Aboriginal and Torres Strait Islander Health Considerations

Aboriginal and Torres Strait Islander Health

Mixed connective tissue disease in Aboriginal and Torres Strait Islander (ATSI) Australians is underdiagnosed due to limited access to specialist rheumatology services and laboratory testing in regional and remote settings. The multi-system nature of MCTD requires coordination across rheumatology, pulmonology, and cardiology โ€” all of which are predominantly metropolitan services. PAH mortality risk is compounded by delayed diagnosis and limited access to specialist PAH centres.

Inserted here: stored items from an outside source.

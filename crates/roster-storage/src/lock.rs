//! Process-wide sync lock backed by a single row in `sync_lock`.
//!
//! Acquisition is one conditional upsert: it inserts the row, or replaces it
//! when the current holder is older than its max age. Every process pointed
//! at the same database sees the same lock.

use std::time::Duration;

use chrono::{DateTime, Utc};
use roster_core::SyncLockInfo;
use sqlx::{Row, SqlitePool};
use tokio::sync::Mutex;
use tracing::{info, warn};
use uuid::Uuid;

use crate::StorageError;

pub const DEFAULT_LOCK_MAX_AGE: Duration = Duration::from_secs(60 * 60);

/// Who is asking for the lock.
#[derive(Debug, Clone)]
pub struct LockMetadata {
    pub owner_id: String,
    pub owner_pid: u32,
}

impl LockMetadata {
    pub fn new(owner_id: impl Into<String>) -> Self {
        Self {
            owner_id: owner_id.into(),
            owner_pid: std::process::id(),
        }
    }
}

impl Default for LockMetadata {
    fn default() -> Self {
        Self::new("roster")
    }
}

#[derive(Debug)]
pub struct SyncLock {
    pool: SqlitePool,
    max_age: Duration,
    held: Mutex<Option<String>>,
}

impl SyncLock {
    pub fn new(pool: SqlitePool) -> Self {
        Self::with_max_age(pool, DEFAULT_LOCK_MAX_AGE)
    }

    pub fn with_max_age(pool: SqlitePool, max_age: Duration) -> Self {
        Self {
            pool,
            max_age,
            held: Mutex::new(None),
        }
    }

    pub fn max_age(&self) -> Duration {
        self.max_age
    }

    /// Returns false if a live lock is held by anyone, including this guard.
    pub async fn acquire(&self, metadata: &LockMetadata) -> Result<bool, StorageError> {
        let now_ms = Utc::now().timestamp_millis();
        let request_id = format!("sync_{}_{}", now_ms, &Uuid::new_v4().simple().to_string()[..9]);
        let previous = self.info().await?;

        let result = sqlx::query(
            r#"
            INSERT INTO sync_lock (id, request_id, owner_pid, owner_id, acquired_at_ms, max_age_ms)
            VALUES (1, ?, ?, ?, ?, ?)
            ON CONFLICT(id) DO UPDATE SET
                request_id = excluded.request_id,
                owner_pid = excluded.owner_pid,
                owner_id = excluded.owner_id,
                acquired_at_ms = excluded.acquired_at_ms,
                max_age_ms = excluded.max_age_ms
            WHERE sync_lock.acquired_at_ms + sync_lock.max_age_ms <= excluded.acquired_at_ms
            "#,
        )
        .bind(&request_id)
        .bind(i64::from(metadata.owner_pid))
        .bind(&metadata.owner_id)
        .bind(now_ms)
        .bind(self.max_age.as_millis() as i64)
        .execute(&self.pool)
        .await?;

        if result.rows_affected() != 1 {
            return Ok(false);
        }

        if let Some(stale) = previous {
            warn!(
                stale_request_id = %stale.request_id,
                stale_owner = %stale.owner_id,
                age_seconds = stale.age_seconds,
                "replaced abandoned sync lock"
            );
        }
        info!(%request_id, owner = %metadata.owner_id, "sync lock acquired");
        *self.held.lock().await = Some(request_id);
        Ok(true)
    }

    /// Releases the lease this guard holds. Returns false when there was
    /// nothing to release.
    pub async fn release(&self) -> Result<bool, StorageError> {
        let mut held = self.held.lock().await;
        let Some(request_id) = held.take() else {
            return Ok(false);
        };
        let result = sqlx::query("DELETE FROM sync_lock WHERE id = 1 AND request_id = ?")
            .bind(&request_id)
            .execute(&self.pool)
            .await?;
        let released = result.rows_affected() == 1;
        if released {
            info!(%request_id, "sync lock released");
        } else {
            warn!(%request_id, "sync lock was already taken over or removed");
        }
        Ok(released)
    }

    pub async fn is_locked(&self) -> Result<bool, StorageError> {
        Ok(self.info().await?.is_some_and(|info| !info.stale))
    }

    /// Current row, stale or not.
    pub async fn info(&self) -> Result<Option<SyncLockInfo>, StorageError> {
        let row = sqlx::query(
            "SELECT request_id, owner_pid, owner_id, acquired_at_ms, max_age_ms FROM sync_lock WHERE id = 1",
        )
        .fetch_optional(&self.pool)
        .await?;
        let Some(row) = row else {
            return Ok(None);
        };

        let acquired_at_ms: i64 = row.try_get("acquired_at_ms")?;
        let max_age_ms: i64 = row.try_get("max_age_ms")?;
        let owner_pid: i64 = row.try_get("owner_pid")?;
        let acquired_at = DateTime::<Utc>::from_timestamp_millis(acquired_at_ms).ok_or_else(|| {
            StorageError::Corrupt(format!("sync_lock.acquired_at_ms out of range: {acquired_at_ms}"))
        })?;
        let age_ms = (Utc::now().timestamp_millis() - acquired_at_ms).max(0);

        Ok(Some(SyncLockInfo {
            request_id: row.try_get("request_id")?,
            owner_pid: owner_pid.clamp(0, i64::from(u32::MAX)) as u32,
            owner_id: row.try_get("owner_id")?,
            acquired_at,
            max_age_seconds: (max_age_ms / 1000).max(0) as u64,
            age_seconds: (age_ms / 1000) as u64,
            stale: age_ms >= max_age_ms,
        }))
    }

    /// Removes the lock regardless of owner or age.
    pub async fn force_release(&self) -> Result<bool, StorageError> {
        let existing = self.info().await?;
        let result = sqlx::query("DELETE FROM sync_lock WHERE id = 1")
            .execute(&self.pool)
            .await?;
        let removed = result.rows_affected() == 1;
        if let Some(info) = existing.filter(|_| removed) {
            warn!(
                request_id = %info.request_id,
                owner = %info.owner_id,
                owner_pid = info.owner_pid,
                age_seconds = info.age_seconds,
                "sync lock force-released"
            );
        }
        self.held.lock().await.take();
        Ok(removed)
    }
}

#[cfg(test)]
mod tests {
    use super::*;
    use crate::test_support::temp_pool;

    #[tokio::test]
    async fn only_one_concurrent_acquire_wins() {
        let (_dir, pool) = temp_pool().await;
        let a = SyncLock::new(pool.clone());
        let b = SyncLock::new(pool);
        let meta = LockMetadata::new("test");

        let (ra, rb) = tokio::join!(a.acquire(&meta), b.acquire(&meta));
        let wins = [ra.unwrap(), rb.unwrap()].iter().filter(|x| **x).count();
        assert_eq!(wins, 1);
        assert!(a.is_locked().await.unwrap());
    }

    #[tokio::test]
    async fn live_lock_blocks_even_the_same_guard() {
        let (_dir, pool) = temp_pool().await;
        let lock = SyncLock::new(pool);
        let meta = LockMetadata::default();
        assert!(lock.acquire(&meta).await.unwrap());
        assert!(!lock.acquire(&meta).await.unwrap());
    }

    #[tokio::test]
    async fn release_is_idempotent() {
        let (_dir, pool) = temp_pool().await;
        let lock = SyncLock::new(pool);
        assert!(!lock.release().await.unwrap());
        assert!(lock.acquire(&LockMetadata::default()).await.unwrap());
        assert!(lock.release().await.unwrap());
        assert!(!lock.release().await.unwrap());
        assert!(!lock.is_locked().await.unwrap());
        assert!(lock.info().await.unwrap().is_none());
    }

    #[tokio::test]
    async fn stale_lock_is_replaced() {
        let (_dir, pool) = temp_pool().await;
        let crashed = SyncLock::with_max_age(pool.clone(), Duration::from_millis(1));
        assert!(crashed.acquire(&LockMetadata::new("crashed")).await.unwrap());
        tokio::time::sleep(Duration::from_millis(20)).await;

        let info = crashed.info().await.unwrap().unwrap();
        assert!(info.stale);
        assert!(!crashed.is_locked().await.unwrap());

        let next = SyncLock::new(pool);
        assert!(next.acquire(&LockMetadata::new("next")).await.unwrap());
        let info = next.info().await.unwrap().unwrap();
        assert_eq!(info.owner_id, "next");
        assert!(!info.stale);

        // The crashed holder no longer owns the row it would delete.
        assert!(!crashed.release().await.unwrap());
        assert!(next.is_locked().await.unwrap());
    }

    #[tokio::test]
    async fn force_release_ignores_ownership() {
        let (_dir, pool) = temp_pool().await;
        let holder = SyncLock::new(pool.clone());
        let operator = SyncLock::new(pool);
        assert!(holder.acquire(&LockMetadata::new("holder")).await.unwrap());

        assert!(operator.force_release().await.unwrap());
        assert!(!operator.is_locked().await.unwrap());
        assert!(!operator.force_release().await.unwrap());
    }
}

Anti-U1 RNP Testing Access
Anti-U1 RNP is available through major referral laboratories but may require co-ordination from remote health centres. Ensure an ENA (extractable nuclear antigen) panel is ordered as part of the initial ANA workup for patients with Raynaud phenomenon and puffy fingers, even in primary care. Telehealth rheumatology consultations can guide investigation pathways.
PAH Surveillance in Remote Settings
Annual echocardiography for PAH surveillance is the highest-priority monitoring task in MCTD. Coordinate with regional hospitals and outreach cardiology services for echo access. NT-proBNP can be checked in most regional laboratories as a supplementary screening tool. Telehealth and outreach PAH specialist clinics (e.g., through Alfred Health or RPA) can facilitate remote monitoring.
Pre-Immunosuppression Infectious Screening
Before commencing immunosuppression (prednisolone, MMF, cyclophosphamide, rituximab), screen for strongyloides, latent TB (IGRA preferred over TST in BCG-vaccinated individuals), hepatitis B and C, and HIV. Strongyloides hyperinfection with corticosteroids is potentially fatal. Ivermectin prophylaxis for strongyloides before immunosuppression is standard of care in endemic regions (NT, Queensland, WA). Update vaccinations before immunosuppression.
Pregnancy and Contraception Counselling
PAH is a contraindication to pregnancy in MCTD. Women of childbearing age with MCTD and PAH require explicit contraception counselling. Teratogenic drugs (MMF, MTX, bosentan) require mandatory contraception. Coordinate antenatal care with Aboriginal Maternal Infant Care (AMIC) workers and maternal-fetal medicine for high-risk MCTD pregnancies. Fetal echocardiography surveillance for CHB risk from anti-U1 RNP/anti-Ro antibodies.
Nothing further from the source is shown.